Tom, I thought Kodi would be safe on the couch for a while, but the way she's going, I give it a week. She came up the steps onto the back deck this afternoon on her own! Each step is over her head!

She's also already learned how to push open the heavy-ish accordion gate on my office door, which Kodi has respected all his life. Fortunately, when she has escaped, Kodi "tattles" and we know we need to round her up. Time to get a tension gate for that doorway. This one is going to keep us on our toes!


----------



## 31818 (Oct 29, 2014)

krandall said:


> Oh, believe me, she's ALREADY bossing him around.


This video reminds me of my interaction with my little 12 week old amiga Hava, CoCo, in Mexico a couple of months ago. Oh how I miss CoCo! Whenever I hear her name, I start searching around my California casa for her. Like Kodi, I thought I was going to teach her a thing or two. Whenever I would grab her ear and tug on it, Popi would give me the "leave it" command and my fun was over. Then CoCo would grab onto my tail and wouldn't let go. I would have to pull her around like dead weight. CoCo Momi never tell her to leave it and jus laugh! But oh how I miss my little CoCo. I know CoCo miss mi two.

It is remarkable to see the size difference between Kodi and Pixel. Like CoCo, Pixel is not intimidated by the difference in size. Take it from mi, I know they are already inseparable best friends.



Sheri said:


> letting them work out some of the manner things themselves.
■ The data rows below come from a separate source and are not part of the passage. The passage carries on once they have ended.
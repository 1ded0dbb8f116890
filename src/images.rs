//! Cover image search against a Pixabay-style `/api/` endpoint.
//!
//! Keywords come from the model when it supplied some, otherwise from
//! [`extract_keywords`] over the news text. Each keyword is searched in turn;
//! the first one with hits wins and one hit is picked at random. When nothing
//! is found the configured default image is returned.

use crate::config::ImageConfig;
use crate::models::ImageResult;
use itertools::Itertools;
use once_cell::sync::Lazy;
use rand::seq::IndexedRandom;
use regex::Regex;
use reqwest::Client;
use serde::Deserialize;
use std::collections::HashSet;
use std::error::Error;
use tracing::{debug, info, instrument, warn};

/// Upper bound on keywords searched per run.
pub const MAX_KEYWORDS: usize = 3;

static LONG_WORD: Lazy<Regex> = Lazy::new(|| Regex::new(r"\b\w{5,}\b").expect("word regex"));

/// Words too generic to find a meaningful photo.
static STOPWORDS: Lazy<HashSet<&'static str>> = Lazy::new(|| {
    [
        "technology",
        "market",
        "latest",
        "update",
        "industry",
        "report",
        "global",
    ]
    .into_iter()
    .collect()
});

#[derive(Debug, Deserialize)]
struct SearchResponse {
    #[serde(default)]
    hits: Vec<Hit>,
}

#[derive(Debug, Clone, Deserialize)]
struct Hit {
    #[serde(rename = "largeImageURL")]
    large_image_url: String,
    #[serde(default)]
    user: String,
}

/// Pull up to `max` search keywords out of free text.
///
/// Words of five or more characters are lowercased, stopwords dropped and
/// duplicates removed, keeping the order of first appearance.
pub fn extract_keywords(text: &str, max: usize) -> Vec<String> {
    LONG_WORD
        .find_iter(text)
        .map(|m| m.as_str().to_lowercase())
        .filter(|w| !STOPWORDS.contains(w.as_str()))
        .unique()
        .take(max)
        .collect()
}

/// Searches for a cover image, falling back to the configured default.
#[derive(Debug)]
pub struct ImageFinder<'a> {
    client: &'a Client,
    config: &'a ImageConfig,
}

impl<'a> ImageFinder<'a> {
    pub fn new(client: &'a Client, config: &'a ImageConfig) -> Self {
        Self { client, config }
    }

    /// The image used when no search produced a hit.
    pub fn fallback(&self) -> ImageResult {
        ImageResult {
            url: self.config.default_url.clone(),
            credit: self.config.default_credit.clone(),
        }
    }

    /// Search `keywords` in order and return the first hit, or the fallback.
    #[instrument(level = "info", skip_all, fields(keywords = ?keywords))]
    pub async fn find(&self, keywords: &[String]) -> ImageResult {
        for keyword in keywords.iter().take(MAX_KEYWORDS) {
            match self.search(keyword).await {
                Ok(hits) => {
                    let Some(hit) = hits.choose(&mut rand::rng()) else {
                        debug!(%keyword, "No image hits");
                        continue;
                    };
                    info!(%keyword, candidates = hits.len(), url = %hit.large_image_url, "Selected cover image");
                    return ImageResult {
                        url: hit.large_image_url.clone(),
                        credit: hit.user.clone(),
                    };
                }
                Err(e) => {
                    warn!(%keyword, error = %e, "Image search failed");
                }
            }
        }

        let fallback = self.fallback();
        warn!(url = %fallback.url, "No image found; using default cover");
        fallback
    }

    async fn search(&self, keyword: &str) -> Result<Vec<Hit>, Box<dyn Error>> {
        let resp = self
            .client
            .get(format!("{}/api/", self.config.base_url))
            .query(&[
                ("key", self.config.api_key.as_str()),
                ("q", keyword),
                ("image_type", "photo"),
                ("orientation", "horizontal"),
                ("safesearch", "true"),
                ("per_page", "10"),
            ])
            .send()
            .await?
            .error_for_status()?;

        let parsed: SearchResponse = resp.json().await?;
        Ok(parsed
            .hits
            .into_iter()
            .filter(|h| !h.large_image_url.trim().is_empty())
            .collect())
    }
}

#[cfg(test)]
mod tests {
    use super::*;
    use crate::config::tests::config_for;
    use mockito::Matcher;

    fn kw(words: &[&str]) -> Vec<String> {
        words.iter().map(|w| w.to_string()).collect()
    }

    #[test]
    fn test_extract_keywords_basic() {
        let text = "Fabric prices: thread makers warn textile buyers. Fabric again.";
        assert_eq!(
            extract_keywords(text, 3),
            vec!["fabric", "prices", "thread"]
        );
    }

    #[test]
    fn test_extract_keywords_drops_stopwords_and_short_words() {
        let text = "Global market report: the latest industry update on yarn and Denim";
        assert_eq!(extract_keywords(text, 3), vec!["denim"]);
    }

    #[test]
    fn test_extract_keywords_dedupes_case_insensitively() {
        let text = "Cotton COTTON cotton linen";
        assert_eq!(extract_keywords(text, 5), vec!["cotton", "linen"]);
    }

    #[test]
    fn test_extract_keywords_empty_text() {
        assert!(extract_keywords("", 3).is_empty());
        assert!(extract_keywords("a bb ccc dddd", 3).is_empty());
    }

    #[tokio::test]
    async fn test_find_returns_first_keyword_with_hits() {
        let mut server = mockito::Server::new_async().await;
        let config = config_for(&server.url());
        let miss = server
            .mock("GET", "/api/")
            .match_query(Matcher::UrlEncoded("q".into(), "velvet".into()))
            .with_status(200)
            .with_body(r#"{"total":0,"totalHits":0,"hits":[]}"#)
            .create_async()
            .await;
        let hit = server
            .mock("GET", "/api/")
            .match_query(Matcher::AllOf(vec![
                Matcher::UrlEncoded("q".into(), "fabric".into()),
                Matcher::UrlEncoded("key".into(), "px-test".into()),
                Matcher::UrlEncoded("image_type".into(), "photo".into()),
            ]))
            .with_status(200)
            .with_body(
                r#"{"hits":[{"largeImageURL":"https://cdn.example.com/fabric.jpg","user":"weaver42"}]}"#,
            )
            .create_async()
            .await;

        let http = Client::new();
        let image = ImageFinder::new(&http, &config.images)
            .find(&kw(&["velvet", "fabric", "thread"]))
            .await;

        assert_eq!(image.url, "https://cdn.example.com/fabric.jpg");
        assert_eq!(image.credit, "weaver42");
        miss.assert_async().await;
        hit.assert_async().await;
    }

    #[tokio::test]
    async fn test_find_picks_among_hits() {
        let mut server = mockito::Server::new_async().await;
        let config = config_for(&server.url());
        server
            .mock("GET", "/api/")
            .match_query(Matcher::Any)
            .with_status(200)
            .with_body(
                r#"{"hits":[
                    {"largeImageURL":"https://cdn.example.com/a.jpg","user":"ann"},
                    {"largeImageURL":"https://cdn.example.com/b.jpg","user":"bob"}
                ]}"#,
            )
            .create_async()
            .await;

        let http = Client::new();
        let image = ImageFinder::new(&http, &config.images)
            .find(&kw(&["silk"]))
            .await;

        assert!(
            (image.url.ends_with("a.jpg") && image.credit == "ann")
                || (image.url.ends_with("b.jpg") && image.credit == "bob")
        );
    }

    #[tokio::test]
    async fn test_no_hits_returns_exact_default() {
        let mut server = mockito::Server::new_async().await;
        let config = config_for(&server.url());
        let mock = server
            .mock("GET", "/api/")
            .match_query(Matcher::Any)
            .with_status(200)
            .with_body(r#"{"hits":[]}"#)
            .expect(3)
            .create_async()
            .await;

        let http = Client::new();
        let finder = ImageFinder::new(&http, &config.images);
        let image = finder.find(&kw(&["one11", "two22", "three", "four4"])).await;

        assert_eq!(image, finder.fallback());
        assert_eq!(image.credit, "Default Credit");
        mock.assert_async().await;
    }

    #[tokio::test]
    async fn test_errors_and_empty_keywords_return_default() {
        let mut server = mockito::Server::new_async().await;
        let config = config_for(&server.url());
        server
            .mock("GET", "/api/")
            .match_query(Matcher::Any)
            .with_status(400)
            .with_body("[ERROR 400] Invalid or missing API key")
            .create_async()
            .await;

        let http = Client::new();
        let finder = ImageFinder::new(&http, &config.images);
        assert_eq!(finder.find(&kw(&["fabric"])).await, finder.fallback());
        assert_eq!(finder.find(&[]).await, finder.fallback());
    }
}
I think there is a lot of wisdom in what you say. As long as there is no blood, guts, or extreme pain, I think we doggies can work things out better between ourselves than peoples can. A little "yip" from one of us doesn't mean we are in pain, it just a verbal means of telling the other doggie that they are being a little two aggressive.

Buena suerte, good luck Kodi, you are going two have your paws full with your little sister.

su amigo, Ricky Ricardo


----------



## krandall (Jun 11, 2009)

Hsusa said:


> Kodi seems very gentle with her.


He's really been great with her. Just didn't want to give up his stick!


----------



## krandall (Jun 11, 2009)

Ricky Ricardo said:


> As long as there is no blood, guts, or extreme pain, I think we doggies can work things out better between ourselves than peoples can. A little "yip" from one of us doesn't mean we are in pain, it just a verbal means of telling the other doggie that they are being a little two aggressive.
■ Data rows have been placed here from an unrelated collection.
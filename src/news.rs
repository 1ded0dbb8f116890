//! News search against a NewsAPI-style `/v2/everything` endpoint.
//!
//! Topics are tried in order and, for each topic, every configured key in
//! order. The first response with at least one usable article wins. Nothing
//! here fails outward: a run with no news simply gets an empty list.

use crate::config::NewsConfig;
use crate::models::NewsItem;
use crate::utils::truncate_for_log;
use reqwest::{Client, StatusCode};
use serde::Deserialize;
use std::error::Error;
use tracing::{debug, info, instrument, warn};

/// Title NewsAPI substitutes for articles that were taken down.
const REMOVED_MARKER: &str = "[Removed]";

#[derive(Debug, Deserialize)]
struct SearchResponse {
    #[serde(default)]
    articles: Vec<RawArticle>,
}

#[derive(Debug, Deserialize)]
struct RawArticle {
    title: Option<String>,
    description: Option<String>,
}

/// Result of a single topic/key request.
enum Attempt {
    Found(Vec<NewsItem>),
    Empty,
    RateLimited,
}

/// Fetches the latest headlines for the configured topics.
#[derive(Debug)]
pub struct NewsFetcher<'a> {
    client: &'a Client,
    config: &'a NewsConfig,
}

impl<'a> NewsFetcher<'a> {
    pub fn new(client: &'a Client, config: &'a NewsConfig) -> Self {
        Self { client, config }
    }

    /// Return the first non-empty batch of news items, or an empty list.
    ///
    /// A 429 pauses for the configured interval and moves on to the next key.
    /// Any other failure is logged and the next topic/key pair is tried.
    #[instrument(level = "info", skip_all, fields(topics = self.config.topics.len(), keys = self.config.api_keys.len()))]
    pub async fn fetch(&self) -> Vec<NewsItem> {
        for topic in &self.config.topics {
            for (key_index, key) in self.config.api_keys.iter().enumerate() {
                match self.search(topic, key).await {
                    Ok(Attempt::Found(items)) => {
                        info!(%topic, key_index, count = items.len(), "Fetched news");
                        return items;
                    }
                    Ok(Attempt::Empty) => {
                        debug!(%topic, key_index, "No articles for topic");
                    }
                    Ok(Attempt::RateLimited) => {
                        warn!(
                            %topic,
                            key_index,
                            pause_ms = self.config.rate_limit_pause.as_millis(),
                            "News API rate limited; trying next key"
                        );
                        tokio::time::sleep(self.config.rate_limit_pause).await;
                    }
                    Err(e) => {
                        warn!(%topic, key_index, error = %e, "News request failed");
                    }
                }
            }
        }

        warn!("No news found for any topic/key combination");
        Vec::new()
    }

    async fn search(&self, topic: &str, key: &str) -> Result<Attempt, Box<dyn Error>> {
        let page_size = self.config.page_size.to_string();
        let mut query = vec![
            ("q", topic),
            ("sortBy", "publishedAt"),
            ("pageSize", page_size.as_str()),
            ("apiKey", key),
        ];
        if !self.config.language.is_empty() {
            query.push(("language", self.config.language.as_str()));
        }

        let resp = self
            .client
            .get(format!("{}/v2/everything", self.config.base_url))
            .query(&query)
            .send()
            .await?;

        let status = resp.status();
        if status == StatusCode::TOO_MANY_REQUESTS {
            return Ok(Attempt::RateLimited);
        }
        let body = resp.text().await?;
        if !status.is_success() {
            return Err(format!(
                "news search returned {status}: {}",
                truncate_for_log(&body, 200)
            )
            .into());
        }

        let parsed: SearchResponse = serde_json::from_str(&body)?;
        let items = usable_items(parsed.articles);
        if items.is_empty() {
            Ok(Attempt::Empty)
        } else {
            Ok(Attempt::Found(items))
        }
    }
}

fn usable_items(articles: Vec<RawArticle>) -> Vec<NewsItem> {
    articles
        .into_iter()
        .filter_map(|a| {
            let title = a.title?.trim().to_string();
            if title.is_empty() || title == REMOVED_MARKER {
                return None;
            }
            Some(NewsItem {
                title,
                description: a.description,
            })
        })
        .collect()
}
//! Small string helpers shared by the pipeline steps.
//!
//! - Log-friendly truncation of provider responses
//! - Post excerpts and dated fallback titles
//! - Minimal HTML escaping for text placed inside the post body

use chrono::NaiveDate;

/// Maximum number of body characters kept in a post excerpt.
pub const EXCERPT_CHARS: usize = 100;

/// Truncate a string for logging purposes.
///
/// Long strings are cut to `max` characters with an ellipsis and a count of
/// the dropped bytes appended. Cuts always land on a character boundary.
///
/// # Examples
///
/// ```ignore
/// assert_eq!(truncate_for_log("short", 100), "short");
/// assert_eq!(truncate_for_log(&"a".repeat(500), 10), "aaaaaaaaaa…(+490 bytes)");
/// ```
pub fn truncate_for_log(s: &str, max: usize) -> String {
    match s.char_indices().nth(max) {
        None => s.to_string(),
        Some((cut, _)) => format!("{}…(+{} bytes)", &s[..cut], s.len() - cut),
    }
}

/// Excerpt for a post: the first [`EXCERPT_CHARS`] characters plus `…`.
///
/// The ellipsis is appended even when the body is shorter than the limit.
pub fn excerpt(body: &str) -> String {
    let head: String = body.chars().take(EXCERPT_CHARS).collect();
    format!("{head}…")
}

/// Title used when the model did not supply one.
pub fn dated_title(date: NaiveDate) -> String {
    format!("Daily Industry Insight - {}", date.format("%Y-%m-%d"))
}

/// Escape the characters that would otherwise be read as markup.
pub fn escape_html(s: &str) -> String {
    let mut out = String::with_capacity(s.len());
    for c in s.chars() {
        match c {
            '&' => out.push_str("&amp;"),
            '<' => out.push_str("&lt;"),
            '>' => out.push_str("&gt;"),
            '"' => out.push_str("&quot;"),
            _ => out.push(c),
        }
    }
    out
}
I agree. The only thing I have to watch right now is I don't want him bowling her over, because he is enough bigger that he could hurt her without meaning to. She'll "grow into him" fast enough! Mostly, he lets her chase him, so it's not an issue. He also was very good about backing off when I told him to be gentle, and the MINUTE she rolled over, he stopped by himself. I think they're doing fine.


----------



## Ditto's Mom (Apr 29, 2007)

Sooo cute together. Pixel's tail is wagging non stop!!


----------



## Ollie"s Mom (May 23, 2014)

Love the part where Kodi has a stick and then Pixel finds her own stick. She has learned to copy big brother already. So cute.


----------



## whimsy (Apr 3, 2010)

That was so much fun to watch. She's a feisty one for sure ! LOL


----------



## Zoe093014 (Jan 27, 2015)

Loved it! They're being dogs!!!  Zoe tried to play like that with my daughter-in-laws older small breed dog but since the other dog was older and little Zoe was untiring and relentless, we had to break it up as they were worried it was too much for the older dog.


----------



## krandall (Jun 11, 2009)

Zoe093014 said:


> Loved it! They're being dogs!!!  Zoe tried to play like that with my daughter-in-laws older small breed dog but since the other dog was older and little Zoe was untiring and relentless, we had to break it up as they were worried it was too much for the older dog.


Yes, that's why we timed this the way we did... I wanted Kodi's cometition obedience skills to be well on the way before getting a second puppy, but I still wanted him to be young enough to enjoy a puppy rather than be annoyed by it all the time.


----------